> **TASK ITEM**
Every line with the word "files" in it should be extracted from the data that follows.

> **RECORD SET**
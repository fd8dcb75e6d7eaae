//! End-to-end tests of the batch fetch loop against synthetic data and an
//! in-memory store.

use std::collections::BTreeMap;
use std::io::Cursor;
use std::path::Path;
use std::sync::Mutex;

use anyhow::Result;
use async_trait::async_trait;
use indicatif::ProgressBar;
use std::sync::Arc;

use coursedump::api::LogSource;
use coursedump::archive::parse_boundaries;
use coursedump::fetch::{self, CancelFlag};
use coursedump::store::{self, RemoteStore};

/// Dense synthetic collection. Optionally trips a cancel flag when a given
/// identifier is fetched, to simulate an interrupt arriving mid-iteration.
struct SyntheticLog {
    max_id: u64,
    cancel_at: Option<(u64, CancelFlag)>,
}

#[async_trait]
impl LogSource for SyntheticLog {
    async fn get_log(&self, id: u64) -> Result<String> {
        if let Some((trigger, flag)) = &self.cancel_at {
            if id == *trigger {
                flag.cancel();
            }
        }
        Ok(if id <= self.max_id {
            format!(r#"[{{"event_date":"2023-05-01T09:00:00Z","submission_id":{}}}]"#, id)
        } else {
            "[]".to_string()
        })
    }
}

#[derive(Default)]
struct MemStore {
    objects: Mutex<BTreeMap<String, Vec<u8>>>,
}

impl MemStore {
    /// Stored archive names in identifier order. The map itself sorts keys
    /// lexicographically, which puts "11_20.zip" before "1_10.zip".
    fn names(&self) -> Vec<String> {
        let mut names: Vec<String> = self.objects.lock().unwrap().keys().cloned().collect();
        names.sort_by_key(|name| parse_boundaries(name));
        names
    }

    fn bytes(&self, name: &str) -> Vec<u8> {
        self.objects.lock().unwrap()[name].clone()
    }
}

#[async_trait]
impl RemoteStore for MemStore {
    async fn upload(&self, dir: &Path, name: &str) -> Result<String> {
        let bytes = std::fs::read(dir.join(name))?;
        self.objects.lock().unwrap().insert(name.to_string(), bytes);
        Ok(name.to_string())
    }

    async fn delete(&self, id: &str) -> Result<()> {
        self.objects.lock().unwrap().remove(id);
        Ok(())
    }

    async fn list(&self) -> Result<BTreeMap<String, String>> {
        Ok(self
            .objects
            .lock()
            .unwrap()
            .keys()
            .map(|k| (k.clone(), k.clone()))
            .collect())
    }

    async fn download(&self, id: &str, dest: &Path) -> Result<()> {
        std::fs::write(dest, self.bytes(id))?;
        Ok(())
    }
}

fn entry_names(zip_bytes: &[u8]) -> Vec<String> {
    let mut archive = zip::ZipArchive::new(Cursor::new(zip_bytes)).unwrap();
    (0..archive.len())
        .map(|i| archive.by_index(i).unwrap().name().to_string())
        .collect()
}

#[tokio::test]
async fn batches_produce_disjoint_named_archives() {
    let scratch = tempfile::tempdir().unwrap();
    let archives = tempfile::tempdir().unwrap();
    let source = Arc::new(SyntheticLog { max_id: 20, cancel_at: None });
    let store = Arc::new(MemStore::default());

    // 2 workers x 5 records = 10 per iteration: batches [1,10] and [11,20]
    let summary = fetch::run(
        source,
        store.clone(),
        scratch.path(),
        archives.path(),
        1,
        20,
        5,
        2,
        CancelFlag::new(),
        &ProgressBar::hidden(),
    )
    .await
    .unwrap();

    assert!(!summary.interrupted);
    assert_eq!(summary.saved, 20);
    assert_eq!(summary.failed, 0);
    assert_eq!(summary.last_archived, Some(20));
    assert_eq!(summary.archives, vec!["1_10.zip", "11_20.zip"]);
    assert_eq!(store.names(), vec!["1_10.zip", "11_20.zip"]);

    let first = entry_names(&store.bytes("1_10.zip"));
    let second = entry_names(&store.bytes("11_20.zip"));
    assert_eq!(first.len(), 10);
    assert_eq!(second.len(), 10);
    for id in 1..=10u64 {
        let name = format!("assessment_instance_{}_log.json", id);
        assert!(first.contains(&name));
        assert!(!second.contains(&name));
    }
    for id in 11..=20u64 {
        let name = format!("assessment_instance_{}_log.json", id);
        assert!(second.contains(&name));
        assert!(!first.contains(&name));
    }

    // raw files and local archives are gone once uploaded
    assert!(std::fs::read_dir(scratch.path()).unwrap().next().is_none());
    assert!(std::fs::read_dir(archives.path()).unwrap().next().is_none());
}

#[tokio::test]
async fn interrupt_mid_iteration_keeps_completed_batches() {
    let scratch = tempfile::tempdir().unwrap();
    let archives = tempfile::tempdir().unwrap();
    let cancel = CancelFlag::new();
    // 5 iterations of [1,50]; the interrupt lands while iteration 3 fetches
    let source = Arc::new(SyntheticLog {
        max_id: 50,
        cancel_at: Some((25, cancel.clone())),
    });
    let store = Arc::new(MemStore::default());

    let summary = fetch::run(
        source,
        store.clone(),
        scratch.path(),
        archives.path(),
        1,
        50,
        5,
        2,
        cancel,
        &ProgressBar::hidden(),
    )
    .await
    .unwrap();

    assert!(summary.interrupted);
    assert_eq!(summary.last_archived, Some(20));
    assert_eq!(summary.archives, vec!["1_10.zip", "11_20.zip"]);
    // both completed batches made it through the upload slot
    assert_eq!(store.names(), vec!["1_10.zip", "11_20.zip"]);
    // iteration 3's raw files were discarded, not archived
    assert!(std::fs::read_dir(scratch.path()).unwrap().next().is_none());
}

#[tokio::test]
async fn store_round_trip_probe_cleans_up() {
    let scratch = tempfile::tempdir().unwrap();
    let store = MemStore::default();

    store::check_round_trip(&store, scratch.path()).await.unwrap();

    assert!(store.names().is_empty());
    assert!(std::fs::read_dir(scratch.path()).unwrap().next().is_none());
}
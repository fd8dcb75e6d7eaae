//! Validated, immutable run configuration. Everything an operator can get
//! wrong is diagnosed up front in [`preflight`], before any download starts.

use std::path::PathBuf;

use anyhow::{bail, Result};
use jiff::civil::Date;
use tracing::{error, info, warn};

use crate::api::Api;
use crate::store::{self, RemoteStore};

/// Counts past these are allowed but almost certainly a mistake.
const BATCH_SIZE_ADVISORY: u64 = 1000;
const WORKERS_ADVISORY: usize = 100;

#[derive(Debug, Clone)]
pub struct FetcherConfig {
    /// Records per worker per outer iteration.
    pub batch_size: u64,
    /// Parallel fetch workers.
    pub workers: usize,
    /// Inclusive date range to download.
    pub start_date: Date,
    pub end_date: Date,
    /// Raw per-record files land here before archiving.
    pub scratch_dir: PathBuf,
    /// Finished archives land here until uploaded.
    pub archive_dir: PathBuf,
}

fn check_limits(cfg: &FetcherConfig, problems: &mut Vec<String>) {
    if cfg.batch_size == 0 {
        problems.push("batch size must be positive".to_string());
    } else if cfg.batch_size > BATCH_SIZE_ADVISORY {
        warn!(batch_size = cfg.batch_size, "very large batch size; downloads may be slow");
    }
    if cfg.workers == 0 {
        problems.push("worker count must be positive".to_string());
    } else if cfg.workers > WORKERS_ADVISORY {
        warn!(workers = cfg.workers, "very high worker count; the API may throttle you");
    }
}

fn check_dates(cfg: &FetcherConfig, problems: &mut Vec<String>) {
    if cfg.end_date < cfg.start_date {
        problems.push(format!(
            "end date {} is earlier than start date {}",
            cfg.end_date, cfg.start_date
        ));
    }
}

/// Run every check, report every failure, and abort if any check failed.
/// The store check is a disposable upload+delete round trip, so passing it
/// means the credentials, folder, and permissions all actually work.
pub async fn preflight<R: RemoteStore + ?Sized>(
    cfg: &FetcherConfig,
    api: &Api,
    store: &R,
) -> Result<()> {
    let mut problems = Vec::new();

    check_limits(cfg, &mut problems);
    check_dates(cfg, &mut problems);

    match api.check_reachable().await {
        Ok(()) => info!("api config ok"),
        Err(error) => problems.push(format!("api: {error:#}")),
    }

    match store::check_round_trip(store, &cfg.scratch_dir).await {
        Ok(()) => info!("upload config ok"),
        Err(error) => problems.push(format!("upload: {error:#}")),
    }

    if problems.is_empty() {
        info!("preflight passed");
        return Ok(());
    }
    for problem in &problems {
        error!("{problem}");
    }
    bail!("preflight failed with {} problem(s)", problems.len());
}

> **SOLUTION FOR THIS TASK**
    // raw files and local archives are gone once uploaded
    // iteration 3's raw files were discarded, not archived
    /// Raw per-record files land here before archiving.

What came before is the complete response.